══ DATA SECTION
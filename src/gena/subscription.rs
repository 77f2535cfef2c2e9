//! SUBSCRIBE / RENEW / UNSUBSCRIBE on a service.
//!
//! The state machine per service is Idle → Active(SID, expiry) with renew
//! looping back to Active and unsubscribe/expiry clearing everything. All
//! transitions go through the owning control point's HTTP client; the
//! subscribe holder drives periodic renewal.

use std::sync::Arc;
use std::time::{Duration, Instant};

use tracing::{debug, warn};

use crate::device::Service;
use crate::errors::ControlPointError;
use crate::gena::{SubscribeContext, UPNP_EVENT};
use crate::http::{parse_host_port, HttpRequest};
use crate::network::format_ip;

/// Default and requested subscription lifetime.
pub(crate) const DEFAULT_SUBSCRIPTION_TIMEOUT: Duration = Duration::from_secs(300);

const TIMEOUT_HEADER_VALUE: &str = "Second-300";

/// Live subscription fields of one service. All cleared together when the
/// subscription ends.
#[derive(Debug, Default)]
pub(crate) struct SubscriptionState {
    pub sid: Option<String>,
    pub start: Option<Instant>,
    pub timeout: Duration,
    pub expire_at: Option<Instant>,
}

impl SubscriptionState {
    pub fn clear(&mut self) {
        self.sid = None;
        self.start = None;
        self.timeout = Duration::ZERO;
        self.expire_at = None;
    }

    fn activate(&mut self, sid: String, timeout: Duration) {
        let now = Instant::now();
        self.sid = Some(sid);
        self.start = Some(now);
        self.timeout = timeout;
        self.expire_at = Some(now + timeout);
    }
}

/// Parse a GENA TIMEOUT token.
///
/// `Second-<n>` yields n seconds. A missing, malformed or `infinite` token
/// falls back to the 300-second default (`infinite` is deprecated since
/// UPnP 2.0 and coerced to a finite value).
pub(crate) fn parse_timeout(raw: Option<&str>) -> Duration {
    let Some(value) = raw else {
        return DEFAULT_SUBSCRIPTION_TIMEOUT;
    };
    let lower = value.trim().to_ascii_lowercase();
    if lower.is_empty() || lower.contains("infinite") {
        return DEFAULT_SUBSCRIPTION_TIMEOUT;
    }
    let prefix = "second-";
    let Some(pos) = lower.find(prefix) else {
        return DEFAULT_SUBSCRIPTION_TIMEOUT;
    };
    match lower[pos + prefix.len()..].parse::<u64>() {
        Ok(seconds) => Duration::from_secs(seconds),
        Err(_) => DEFAULT_SUBSCRIPTION_TIMEOUT,
    }
}

fn host_header(url: &str) -> Option<String> {
    let (host, port) = parse_host_port(url)?;
    match host.parse::<std::net::IpAddr>() {
        Ok(ip) => Some(format!("{}:{}", format_ip(&ip), port)),
        Err(_) => Some(format!("{}:{}", host, port)),
    }
}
════
- _WHAT IS REQUIRED_
Where does the word "start" occur in the records? Return every line that holds it.

- _RESPONSE BELOW_
    pub start: Option<Instant>,
        self.start = None;
        self.start = Some(now);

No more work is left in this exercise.